[Start of section]

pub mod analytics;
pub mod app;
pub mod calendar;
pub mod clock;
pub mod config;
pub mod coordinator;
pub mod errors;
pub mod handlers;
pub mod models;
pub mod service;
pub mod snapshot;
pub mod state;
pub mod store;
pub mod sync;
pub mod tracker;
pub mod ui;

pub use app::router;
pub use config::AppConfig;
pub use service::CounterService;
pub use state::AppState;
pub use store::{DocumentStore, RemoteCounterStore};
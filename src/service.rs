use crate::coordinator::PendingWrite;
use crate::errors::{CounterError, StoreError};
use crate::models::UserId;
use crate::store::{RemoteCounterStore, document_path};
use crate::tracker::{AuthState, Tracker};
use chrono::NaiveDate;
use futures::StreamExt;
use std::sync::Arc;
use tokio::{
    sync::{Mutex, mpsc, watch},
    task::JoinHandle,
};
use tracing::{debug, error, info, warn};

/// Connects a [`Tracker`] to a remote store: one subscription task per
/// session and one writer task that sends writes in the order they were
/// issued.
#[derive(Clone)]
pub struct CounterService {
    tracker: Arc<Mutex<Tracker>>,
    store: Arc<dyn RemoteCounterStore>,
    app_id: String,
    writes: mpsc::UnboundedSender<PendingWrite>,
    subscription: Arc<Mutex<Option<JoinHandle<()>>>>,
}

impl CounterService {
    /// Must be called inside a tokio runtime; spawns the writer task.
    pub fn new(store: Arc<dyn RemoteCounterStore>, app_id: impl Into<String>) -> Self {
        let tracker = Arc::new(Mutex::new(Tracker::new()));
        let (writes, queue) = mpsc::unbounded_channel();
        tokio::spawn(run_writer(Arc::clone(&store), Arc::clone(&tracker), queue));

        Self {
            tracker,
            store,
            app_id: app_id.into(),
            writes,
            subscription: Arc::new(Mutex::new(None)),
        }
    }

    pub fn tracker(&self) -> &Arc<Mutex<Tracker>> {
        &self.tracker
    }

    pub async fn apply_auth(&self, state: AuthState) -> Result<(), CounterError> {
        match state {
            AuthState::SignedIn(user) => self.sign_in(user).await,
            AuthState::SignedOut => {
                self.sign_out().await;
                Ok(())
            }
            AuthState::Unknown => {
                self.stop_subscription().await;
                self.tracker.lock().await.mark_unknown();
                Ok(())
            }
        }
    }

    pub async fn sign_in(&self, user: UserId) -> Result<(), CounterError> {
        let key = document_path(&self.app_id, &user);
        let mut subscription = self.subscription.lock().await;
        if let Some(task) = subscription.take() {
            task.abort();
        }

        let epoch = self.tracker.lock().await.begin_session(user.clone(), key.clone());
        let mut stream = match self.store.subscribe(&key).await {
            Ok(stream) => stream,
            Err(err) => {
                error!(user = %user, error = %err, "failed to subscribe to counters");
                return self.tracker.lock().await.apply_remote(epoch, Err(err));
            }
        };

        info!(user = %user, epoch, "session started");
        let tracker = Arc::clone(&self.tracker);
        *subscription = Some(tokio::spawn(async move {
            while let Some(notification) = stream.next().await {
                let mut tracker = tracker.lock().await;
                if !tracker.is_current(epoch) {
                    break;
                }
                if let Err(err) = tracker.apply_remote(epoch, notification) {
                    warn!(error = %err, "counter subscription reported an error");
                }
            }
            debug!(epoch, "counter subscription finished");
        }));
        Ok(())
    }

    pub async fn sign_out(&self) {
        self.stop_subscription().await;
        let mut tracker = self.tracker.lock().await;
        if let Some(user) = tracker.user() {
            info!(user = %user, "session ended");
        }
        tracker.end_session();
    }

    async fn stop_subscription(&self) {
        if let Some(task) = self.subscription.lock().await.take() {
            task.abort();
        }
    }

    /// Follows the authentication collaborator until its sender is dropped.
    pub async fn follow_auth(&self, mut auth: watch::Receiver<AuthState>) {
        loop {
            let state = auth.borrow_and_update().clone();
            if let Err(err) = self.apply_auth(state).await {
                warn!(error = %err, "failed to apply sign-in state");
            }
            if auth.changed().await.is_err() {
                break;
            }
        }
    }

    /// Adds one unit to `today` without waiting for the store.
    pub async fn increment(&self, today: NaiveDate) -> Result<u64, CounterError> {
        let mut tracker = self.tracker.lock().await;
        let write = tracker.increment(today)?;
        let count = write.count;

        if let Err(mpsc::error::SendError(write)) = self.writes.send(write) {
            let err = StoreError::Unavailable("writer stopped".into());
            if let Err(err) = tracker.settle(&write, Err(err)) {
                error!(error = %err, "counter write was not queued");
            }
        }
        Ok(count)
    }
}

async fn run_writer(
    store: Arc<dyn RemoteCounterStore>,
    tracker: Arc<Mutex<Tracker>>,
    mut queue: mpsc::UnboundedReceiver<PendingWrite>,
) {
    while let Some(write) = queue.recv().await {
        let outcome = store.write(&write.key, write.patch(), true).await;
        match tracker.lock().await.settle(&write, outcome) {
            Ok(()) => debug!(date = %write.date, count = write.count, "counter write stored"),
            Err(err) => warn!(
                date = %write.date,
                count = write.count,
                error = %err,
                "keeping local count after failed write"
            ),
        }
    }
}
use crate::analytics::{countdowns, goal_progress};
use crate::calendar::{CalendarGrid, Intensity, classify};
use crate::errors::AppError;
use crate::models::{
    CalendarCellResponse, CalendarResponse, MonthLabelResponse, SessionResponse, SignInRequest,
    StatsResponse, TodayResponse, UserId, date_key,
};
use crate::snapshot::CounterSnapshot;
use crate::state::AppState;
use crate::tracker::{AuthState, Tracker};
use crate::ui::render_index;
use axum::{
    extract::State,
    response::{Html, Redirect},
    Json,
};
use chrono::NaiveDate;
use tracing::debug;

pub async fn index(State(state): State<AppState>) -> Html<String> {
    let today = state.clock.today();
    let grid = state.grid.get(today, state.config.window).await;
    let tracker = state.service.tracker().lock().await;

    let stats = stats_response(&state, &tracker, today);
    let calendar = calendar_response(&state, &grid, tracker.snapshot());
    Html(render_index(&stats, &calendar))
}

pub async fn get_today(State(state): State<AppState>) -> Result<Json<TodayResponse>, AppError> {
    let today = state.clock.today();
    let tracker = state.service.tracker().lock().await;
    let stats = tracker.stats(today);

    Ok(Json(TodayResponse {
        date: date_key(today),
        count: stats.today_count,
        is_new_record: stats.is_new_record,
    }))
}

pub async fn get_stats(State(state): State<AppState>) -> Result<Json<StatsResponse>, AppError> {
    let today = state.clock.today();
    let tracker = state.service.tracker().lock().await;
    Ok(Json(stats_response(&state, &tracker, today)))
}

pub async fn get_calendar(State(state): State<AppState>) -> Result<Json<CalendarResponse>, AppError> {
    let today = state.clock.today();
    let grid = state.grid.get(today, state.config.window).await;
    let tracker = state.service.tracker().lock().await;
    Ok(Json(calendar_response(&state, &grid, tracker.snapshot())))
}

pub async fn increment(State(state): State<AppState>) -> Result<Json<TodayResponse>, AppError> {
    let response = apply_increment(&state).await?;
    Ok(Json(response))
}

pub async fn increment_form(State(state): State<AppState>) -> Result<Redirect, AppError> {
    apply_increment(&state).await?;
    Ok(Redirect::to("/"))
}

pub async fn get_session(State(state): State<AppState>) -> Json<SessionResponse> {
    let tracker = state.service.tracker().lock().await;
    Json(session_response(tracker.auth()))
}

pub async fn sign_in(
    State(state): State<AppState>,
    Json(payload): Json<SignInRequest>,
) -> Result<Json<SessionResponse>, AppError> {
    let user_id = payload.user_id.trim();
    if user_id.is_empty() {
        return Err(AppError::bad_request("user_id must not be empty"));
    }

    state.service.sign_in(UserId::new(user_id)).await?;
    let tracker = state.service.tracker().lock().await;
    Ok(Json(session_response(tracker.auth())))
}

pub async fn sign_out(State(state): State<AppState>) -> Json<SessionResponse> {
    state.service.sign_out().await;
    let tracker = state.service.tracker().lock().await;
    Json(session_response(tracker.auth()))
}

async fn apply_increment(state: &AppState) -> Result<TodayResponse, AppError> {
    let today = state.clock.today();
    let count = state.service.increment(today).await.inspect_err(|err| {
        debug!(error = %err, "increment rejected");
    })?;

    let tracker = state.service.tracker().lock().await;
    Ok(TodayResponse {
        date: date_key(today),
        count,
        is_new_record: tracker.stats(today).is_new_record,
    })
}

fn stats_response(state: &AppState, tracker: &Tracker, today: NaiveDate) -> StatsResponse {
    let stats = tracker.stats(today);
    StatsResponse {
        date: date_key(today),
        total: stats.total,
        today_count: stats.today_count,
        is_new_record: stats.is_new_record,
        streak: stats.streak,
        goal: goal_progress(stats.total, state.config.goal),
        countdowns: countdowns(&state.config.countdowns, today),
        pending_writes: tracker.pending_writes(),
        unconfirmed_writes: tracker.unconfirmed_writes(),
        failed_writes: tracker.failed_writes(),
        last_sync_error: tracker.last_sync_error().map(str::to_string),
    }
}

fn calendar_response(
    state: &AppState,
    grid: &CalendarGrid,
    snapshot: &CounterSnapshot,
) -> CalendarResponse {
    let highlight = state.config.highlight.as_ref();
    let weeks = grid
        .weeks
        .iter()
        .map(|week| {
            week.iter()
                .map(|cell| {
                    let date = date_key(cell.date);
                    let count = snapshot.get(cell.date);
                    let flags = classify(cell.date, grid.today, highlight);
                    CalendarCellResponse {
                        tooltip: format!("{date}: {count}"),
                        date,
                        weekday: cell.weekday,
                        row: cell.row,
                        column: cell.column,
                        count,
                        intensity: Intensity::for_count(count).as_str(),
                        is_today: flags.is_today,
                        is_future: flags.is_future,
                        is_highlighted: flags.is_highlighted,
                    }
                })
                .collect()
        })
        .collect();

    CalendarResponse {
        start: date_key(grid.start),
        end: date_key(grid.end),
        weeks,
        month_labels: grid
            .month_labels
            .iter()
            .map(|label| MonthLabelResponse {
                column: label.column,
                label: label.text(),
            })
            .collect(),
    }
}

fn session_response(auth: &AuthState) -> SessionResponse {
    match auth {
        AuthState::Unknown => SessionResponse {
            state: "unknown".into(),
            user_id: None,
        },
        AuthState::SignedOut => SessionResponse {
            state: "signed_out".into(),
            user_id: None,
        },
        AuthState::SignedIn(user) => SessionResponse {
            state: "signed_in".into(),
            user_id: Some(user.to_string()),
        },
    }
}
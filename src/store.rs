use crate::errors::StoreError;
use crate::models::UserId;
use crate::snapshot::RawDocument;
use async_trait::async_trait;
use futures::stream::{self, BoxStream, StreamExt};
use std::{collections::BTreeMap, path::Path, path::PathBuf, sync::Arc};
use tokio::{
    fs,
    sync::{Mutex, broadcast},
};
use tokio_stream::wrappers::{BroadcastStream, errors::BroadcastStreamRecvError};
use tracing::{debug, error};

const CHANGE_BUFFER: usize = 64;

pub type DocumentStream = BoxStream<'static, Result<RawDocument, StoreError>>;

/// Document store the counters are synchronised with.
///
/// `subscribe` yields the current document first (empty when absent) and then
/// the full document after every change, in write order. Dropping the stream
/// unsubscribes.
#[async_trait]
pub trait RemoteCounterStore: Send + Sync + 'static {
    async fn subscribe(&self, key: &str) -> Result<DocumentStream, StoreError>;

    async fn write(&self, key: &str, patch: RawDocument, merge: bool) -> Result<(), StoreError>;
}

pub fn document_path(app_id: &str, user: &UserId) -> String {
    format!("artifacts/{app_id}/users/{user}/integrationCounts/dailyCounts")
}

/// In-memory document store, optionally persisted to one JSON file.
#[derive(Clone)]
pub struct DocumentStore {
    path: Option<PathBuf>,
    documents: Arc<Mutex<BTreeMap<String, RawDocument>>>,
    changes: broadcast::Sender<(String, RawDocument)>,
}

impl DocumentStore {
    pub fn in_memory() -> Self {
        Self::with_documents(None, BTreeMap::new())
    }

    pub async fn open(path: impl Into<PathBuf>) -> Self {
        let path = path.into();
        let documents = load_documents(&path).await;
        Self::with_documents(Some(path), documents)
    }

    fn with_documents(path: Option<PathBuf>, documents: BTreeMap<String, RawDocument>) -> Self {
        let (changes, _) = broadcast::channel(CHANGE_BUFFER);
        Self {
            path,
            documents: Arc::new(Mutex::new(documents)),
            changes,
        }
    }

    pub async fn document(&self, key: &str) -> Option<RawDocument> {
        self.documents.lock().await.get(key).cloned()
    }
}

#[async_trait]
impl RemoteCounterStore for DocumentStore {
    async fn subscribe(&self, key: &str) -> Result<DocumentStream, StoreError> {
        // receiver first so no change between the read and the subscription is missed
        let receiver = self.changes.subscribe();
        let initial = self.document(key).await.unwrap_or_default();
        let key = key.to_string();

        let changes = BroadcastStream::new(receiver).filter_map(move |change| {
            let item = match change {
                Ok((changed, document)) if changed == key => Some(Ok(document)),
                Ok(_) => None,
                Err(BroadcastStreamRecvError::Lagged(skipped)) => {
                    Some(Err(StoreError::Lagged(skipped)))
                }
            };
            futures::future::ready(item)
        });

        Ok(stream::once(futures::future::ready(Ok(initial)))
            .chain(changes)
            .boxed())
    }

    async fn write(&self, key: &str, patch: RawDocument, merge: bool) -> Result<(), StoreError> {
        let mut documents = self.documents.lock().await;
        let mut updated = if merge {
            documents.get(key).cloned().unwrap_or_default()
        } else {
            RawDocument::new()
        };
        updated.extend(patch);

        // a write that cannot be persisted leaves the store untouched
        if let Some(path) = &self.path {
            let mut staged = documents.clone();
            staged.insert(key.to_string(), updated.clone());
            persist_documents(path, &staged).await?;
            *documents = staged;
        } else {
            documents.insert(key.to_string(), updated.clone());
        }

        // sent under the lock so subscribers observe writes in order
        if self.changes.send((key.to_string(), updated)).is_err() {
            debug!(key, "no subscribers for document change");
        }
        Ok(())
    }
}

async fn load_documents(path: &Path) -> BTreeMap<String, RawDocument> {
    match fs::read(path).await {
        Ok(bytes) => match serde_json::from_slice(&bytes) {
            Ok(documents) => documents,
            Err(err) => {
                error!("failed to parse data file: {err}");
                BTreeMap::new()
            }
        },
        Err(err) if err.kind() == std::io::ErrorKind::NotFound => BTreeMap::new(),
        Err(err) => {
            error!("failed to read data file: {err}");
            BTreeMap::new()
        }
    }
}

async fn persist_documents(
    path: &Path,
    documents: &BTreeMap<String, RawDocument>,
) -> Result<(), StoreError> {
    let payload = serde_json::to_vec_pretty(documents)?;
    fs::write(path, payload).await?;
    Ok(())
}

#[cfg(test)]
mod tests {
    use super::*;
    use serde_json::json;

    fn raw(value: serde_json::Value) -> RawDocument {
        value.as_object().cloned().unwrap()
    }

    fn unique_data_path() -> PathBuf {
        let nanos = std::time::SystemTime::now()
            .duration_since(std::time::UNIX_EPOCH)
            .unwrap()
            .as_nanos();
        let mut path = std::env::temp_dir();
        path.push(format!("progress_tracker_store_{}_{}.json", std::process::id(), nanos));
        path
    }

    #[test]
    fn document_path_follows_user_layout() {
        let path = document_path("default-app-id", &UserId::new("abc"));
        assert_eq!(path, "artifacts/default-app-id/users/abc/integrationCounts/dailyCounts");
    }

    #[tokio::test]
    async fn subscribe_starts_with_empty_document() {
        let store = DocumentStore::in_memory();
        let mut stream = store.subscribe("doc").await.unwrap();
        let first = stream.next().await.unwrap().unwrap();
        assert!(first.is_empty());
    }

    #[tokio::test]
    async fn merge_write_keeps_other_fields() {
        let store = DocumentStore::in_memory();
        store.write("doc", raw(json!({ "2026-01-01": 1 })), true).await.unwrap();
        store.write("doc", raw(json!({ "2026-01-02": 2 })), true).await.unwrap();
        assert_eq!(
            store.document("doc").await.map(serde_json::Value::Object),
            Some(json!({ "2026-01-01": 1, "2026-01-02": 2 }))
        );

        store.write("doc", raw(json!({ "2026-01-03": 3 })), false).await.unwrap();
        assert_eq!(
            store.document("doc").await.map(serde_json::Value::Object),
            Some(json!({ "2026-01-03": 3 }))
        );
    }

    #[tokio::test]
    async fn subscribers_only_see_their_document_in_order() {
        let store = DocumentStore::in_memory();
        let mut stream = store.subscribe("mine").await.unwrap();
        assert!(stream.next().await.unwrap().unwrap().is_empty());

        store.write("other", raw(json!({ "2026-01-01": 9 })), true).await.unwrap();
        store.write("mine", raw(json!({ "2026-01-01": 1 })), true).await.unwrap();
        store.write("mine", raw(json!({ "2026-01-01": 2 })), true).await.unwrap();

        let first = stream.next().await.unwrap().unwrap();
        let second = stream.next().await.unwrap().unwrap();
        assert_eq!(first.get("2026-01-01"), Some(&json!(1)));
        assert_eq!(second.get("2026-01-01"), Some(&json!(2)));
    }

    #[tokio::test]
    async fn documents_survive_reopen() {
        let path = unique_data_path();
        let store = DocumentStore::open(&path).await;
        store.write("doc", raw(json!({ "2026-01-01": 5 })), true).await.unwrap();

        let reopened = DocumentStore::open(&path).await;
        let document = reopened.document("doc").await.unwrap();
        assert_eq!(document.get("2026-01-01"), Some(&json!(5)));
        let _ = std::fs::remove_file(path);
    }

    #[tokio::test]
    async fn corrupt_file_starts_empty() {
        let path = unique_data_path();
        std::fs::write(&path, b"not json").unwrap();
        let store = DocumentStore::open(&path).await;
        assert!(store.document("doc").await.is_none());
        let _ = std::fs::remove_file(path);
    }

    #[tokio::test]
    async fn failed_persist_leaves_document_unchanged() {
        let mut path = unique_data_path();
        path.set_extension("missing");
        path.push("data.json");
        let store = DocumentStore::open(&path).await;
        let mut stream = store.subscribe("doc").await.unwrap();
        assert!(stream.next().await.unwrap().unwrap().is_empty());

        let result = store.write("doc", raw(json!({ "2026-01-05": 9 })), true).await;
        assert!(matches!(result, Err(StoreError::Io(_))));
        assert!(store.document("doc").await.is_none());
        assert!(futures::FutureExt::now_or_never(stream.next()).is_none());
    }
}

[End of section]

• Directions:
Give back exactly the material above from its opening line to the line bearing "pub fn new(store: Arc<dyn".

• Task result:
pub mod analytics;
pub mod app;
pub mod calendar;
pub mod clock;
pub mod config;
pub mod coordinator;
pub mod errors;
pub mod handlers;
pub mod models;
pub mod service;
pub mod snapshot;
pub mod state;
pub mod store;
pub mod sync;
pub mod tracker;
pub mod ui;

pub use app::router;
pub use config::AppConfig;
pub use service::CounterService;
pub use state::AppState;
pub use store::{DocumentStore, RemoteCounterStore};
filename src/service.rs
use crate::coordinator::PendingWrite;
use crate::errors::{CounterError, StoreError};
use crate::models::UserId;
use crate::store::{RemoteCounterStore, document_path};
use crate::tracker::{AuthState, Tracker};
use chrono::NaiveDate;
use futures::StreamExt;
use std::sync::Arc;
use tokio::{
    sync::{Mutex, mpsc, watch},
    task::JoinHandle,
};
use tracing::{debug, error, info, warn};

/// Connects a [`Tracker`] to a remote store: one subscription task per
/// session and one writer task that sends writes in the order they were
/// issued.
#[derive(Clone)]
pub struct CounterService {
    tracker: Arc<Mutex<Tracker>>,
    store: Arc<dyn RemoteCounterStore>,
    app_id: String,
    writes: mpsc::UnboundedSender<PendingWrite>,
    subscription: Arc<Mutex<Option<JoinHandle<()>>>>,
}

impl CounterService {
    /// Must be called inside a tokio runtime; spawns the writer task.
    pub fn new(store: Arc<dyn RemoteCounterStore>, app_id: impl Into<String>) -> Self {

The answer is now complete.